Getting cash out at the ATM, if you use your credit card, can cost you up to 5% of the amount. Plus, interest on that cash advance starts accruing from Day 1. Plus of course (and this is a bank charge rather than card-specific) you could also be charged another flat dollar fee if you use an ATM outside your own bank’s network.

Credit card late payment fee

Each month you will be required to make a minimum repayment on the balance owing on your credit card (ideally, pay it off each month if you can!). If you don’t make this payment by the due date, you might be charged a late payment fee.

Across the credit cards on Canstar’s database there are, at time of writing:

Credit Card Fees

1 credit card that doesn’t charge a late payment fee

6 credit cards that charge less than $10 as a late payment fee

34 credit cards that charge a late payment fee of between $11 and $15

4 credit cards that charge a late payment fee of between $21 and $30


Foreign currency cash advance

Just as you may have to pay a cash advance fee for withdrawing cash at an ATM in New Zealand, you may also pay a fee for withdrawing cash from your credit card while you’re overseas. Plus the use of ATM fee!


Credit card over the limit fee

Your bank does have to get your permission to allow your credit card to go over its limit, but if you do allow this, be prepared that you might pay for it.


Credit card dishonour of direct credit fee

If you pay your credit card by direct debit, and that payment is dishonoured, you may be hit with a dishonour fee on your credit card.


Credit card over the counter payment fee

Yes, you can be charged for paying your credit card bill. It’s not a common fee – there are only a small handful of institutions that charge it – but you could be looking at a cost to pay your credit card bill in person, over the counter.  Also, and while the fee is relatively modest, a small number of card providers will charge you a small amount if you want to pay your credit card statement via BPay.

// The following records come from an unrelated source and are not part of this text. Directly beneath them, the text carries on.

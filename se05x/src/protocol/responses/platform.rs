// se05x/src/protocol/responses/platform.rs

use crate::catalog::{DeviceCatalog, DeviceName};
use crate::protocol::parser;
use crate::Result;

/// Platform identification (GET DATA 00FE / DF28), see NXP AN13013.
#[derive(Debug, Clone, PartialEq, Eq)]
#[cfg_attr(feature = "serde", derive(serde::Serialize))]
pub struct DeviceInfo {
    /// OEF identifier naming the SE05x variant and its configuration
    pub oef_id: u16,
    /// Bytes 31..47, ASCII
    pub platform_build_id: String,
    /// Variant name resolved from `oef_id`
    pub name: DeviceName,
}

impl DeviceInfo {
    const OEF_OFFSET: usize = 9;
    const BUILD_ID_OFFSET: usize = 31;
    const BUILD_ID_LEN: usize = 16;
    /// Shortest record that holds the build id.
    pub const MIN_LEN: usize = Self::BUILD_ID_OFFSET + Self::BUILD_ID_LEN;
}

/// Decode the platform identification record and resolve the device name.
pub fn decode_device_info(data: &[u8], catalog: &DeviceCatalog) -> Result<DeviceInfo> {
    parser::ensure_len(data, DeviceInfo::MIN_LEN)?;

    let oef_id = parser::be_u16_at(data, DeviceInfo::OEF_OFFSET)?;
    let build = parser::slice_at(data, DeviceInfo::BUILD_ID_OFFSET, DeviceInfo::BUILD_ID_LEN)?;

    Ok(DeviceInfo {
        oef_id,
        platform_build_id: String::from_utf8_lossy(build).into_owned(),
        name: catalog.lookup(oef_id),
    })
}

Replacement credit card fee

Don’t lose your credit card (or wear it out)! Getting a replacement could cost you money as well. Although to be fair, most of the credit cards on Canstar’s database don’t charge a replacement card fee.

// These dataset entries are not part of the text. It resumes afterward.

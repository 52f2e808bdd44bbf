// se05x/src/session/engine.rs
//! The T=1 exchange itself.

use std::fmt;

use log::{debug, warn};

use crate::config::TransactionConfig;
use crate::constants::{HEADER_LEN, NAD_DEVICE, PCB_S_WTX};
use crate::protocol::{BlockKind, Frame, Header, Pcb, SequenceState, verify_block};
use crate::session::retry::with_retry;
use crate::transport::{DiagnosticSink, I2cRecord, I2cTransport};
use crate::utils::bytes_to_hex;
use crate::{Error, Result};

/// One T=1 conversation with a secure element.
///
/// Owns the transport and the I-block sequence number. Every call blocks
/// until the write/read round trip, retries included, is finished.
///
/// Multi-block chaining, WTX replies and R-block retransmission are not
/// implemented: such responses are logged and then handled as a single
/// ordinary block.
pub struct Session {
    transport: Box<dyn I2cTransport>,
    config: TransactionConfig,
    sequence: SequenceState,
    sink: Option<Box<dyn DiagnosticSink>>,
}

impl fmt::Debug for Session {
    fn fmt(&self, f: &mut fmt::Formatter<'_>) -> fmt::Result {
        f.debug_struct("Session")
            .field("config", &self.config)
            .field("sequence", &self.sequence)
            .field("has_sink", &self.sink.is_some())
            .finish()
    }
}

impl Session {
    /// Session over `transport`, starting at sequence 0 with no sink.
    pub fn new(transport: Box<dyn I2cTransport>, config: TransactionConfig) -> Self {
        Self {
            transport,
            config,
            sequence: SequenceState::new(),
            sink: None,
        }
    }

    /// Attach a sink that receives every successful raw read and write.
    pub fn with_sink(mut self, sink: Box<dyn DiagnosticSink>) -> Self {
        self.sink = Some(sink);
        self
    }

    /// Bus location and retry budget.
    pub fn config(&self) -> &TransactionConfig {
        &self.config
    }

    /// Current I-block sequence state.
    pub fn sequence(&self) -> SequenceState {
        self.sequence
    }

    /// Send one block and return the payload of the reply.
    ///
    /// Sending the ATR request resets the sequence number first; a
    /// successful I-block exchange advances it. Only the individual bus
    /// operations are retried; a bad checksum is returned to the caller.
    pub fn exchange(&mut self, pcb: Pcb, payload: &[u8]) -> Result<Vec<u8>> {
        if pcb.is_atr_request() {
            self.sequence.reset();
        }

        let frame = Frame::encode(pcb, payload)?;
        let bytes = frame.to_bytes();
        debug!("T=1 -> {}", bytes_to_hex(&bytes));
        self.write(&bytes)?;

        let head = self.read_exact(HEADER_LEN)?;
        let header = Header::decode(&head)?;
        self.check_header(&header);

        let rest = self.read_exact(header.remaining())?;
        debug!("T=1 <- {}{}", bytes_to_hex(&head), bytes_to_hex(&rest));

        if !verify_block(&head, &rest) {
            return Err(Error::Crc {
                received: rest[header.len as usize..].to_vec(),
            });
        }

        if pcb.is_information() {
            self.sequence.toggle();
        }

        let mut out = rest;
        out.truncate(header.len as usize);
        Ok(out)
    }

    /// Send an APDU in a single, unchained I-block.
    pub fn transmit(&mut self, apdu: &[u8]) -> Result<Vec<u8>> {
        let pcb = self.sequence.next_information_pcb();
        self.exchange(pcb, apdu)
    }

    fn check_header(&self, header: &Header) {
        if header.nad != NAD_DEVICE {
            warn!("unexpected response NAD {:#04x}", header.nad);
        }
        match header.pcb.kind() {
            BlockKind::ReceiveReady => {
                warn!("R-block {} received, retransmission not supported", header.pcb);
            }
            BlockKind::Information if header.pcb.is_chained() => {
                warn!("chained I-block {} received, reassembly not supported", header.pcb);
            }
            BlockKind::Supervisory if header.pcb.as_u8() == PCB_S_WTX => {
                warn!("WTX request received, not answered");
            }
            _ => {}
        }
    }

    fn write(&mut self, data: &[u8]) -> Result<()> {
        let TransactionConfig { bus, address, .. } = self.config;
        let transport = &mut self.transport;
        with_retry(&self.config, "i2c write", || {
            transport.write(bus, address, None, data)
        })?;
        self.trace(I2cRecord::Write {
            address,
            register: None,
            data: data.to_vec(),
        });
        Ok(())
    }

    fn read_exact(&mut self, len: usize) -> Result<Vec<u8>> {
        let TransactionConfig { bus, address, .. } = self.config;
        let transport = &mut self.transport;
        let data = with_retry(&self.config, "i2c read", || {
            transport.read(bus, address, None, len)
        })?;
        self.trace(I2cRecord::Read {
            address,
            register: None,
            data: data.clone(),
        });
        if data.len() != len {
            return Err(Error::MalformedResponse(format!(
                "expected {} bytes from bus, got {}",
                len,
                data.len()
            )));
        }
        Ok(data)
    }

    fn trace(&self, record: I2cRecord) {
        if let Some(sink) = &self.sink {
            sink.record(&record);
        }
    }
}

In summary, be aware of the potential to be charged…

Replacement credit cards

An annual fee

An annual fee for a subsequent card

Foreign currency conversion fee

ATM cash advance fee

Late payment fee

Foreign currency cash advance fee

Over the limit fee

Dishonour fee

Over the counter payment fee

Replacement credit card fee


If there’s any moral to this list of fees, it’s probably that they are mostly avoidable by changing your card usage habits. The  main thing is to simply be aware of them. Read those boring Ts & Cs that relate to your credit card so that you know what costs you might be up for.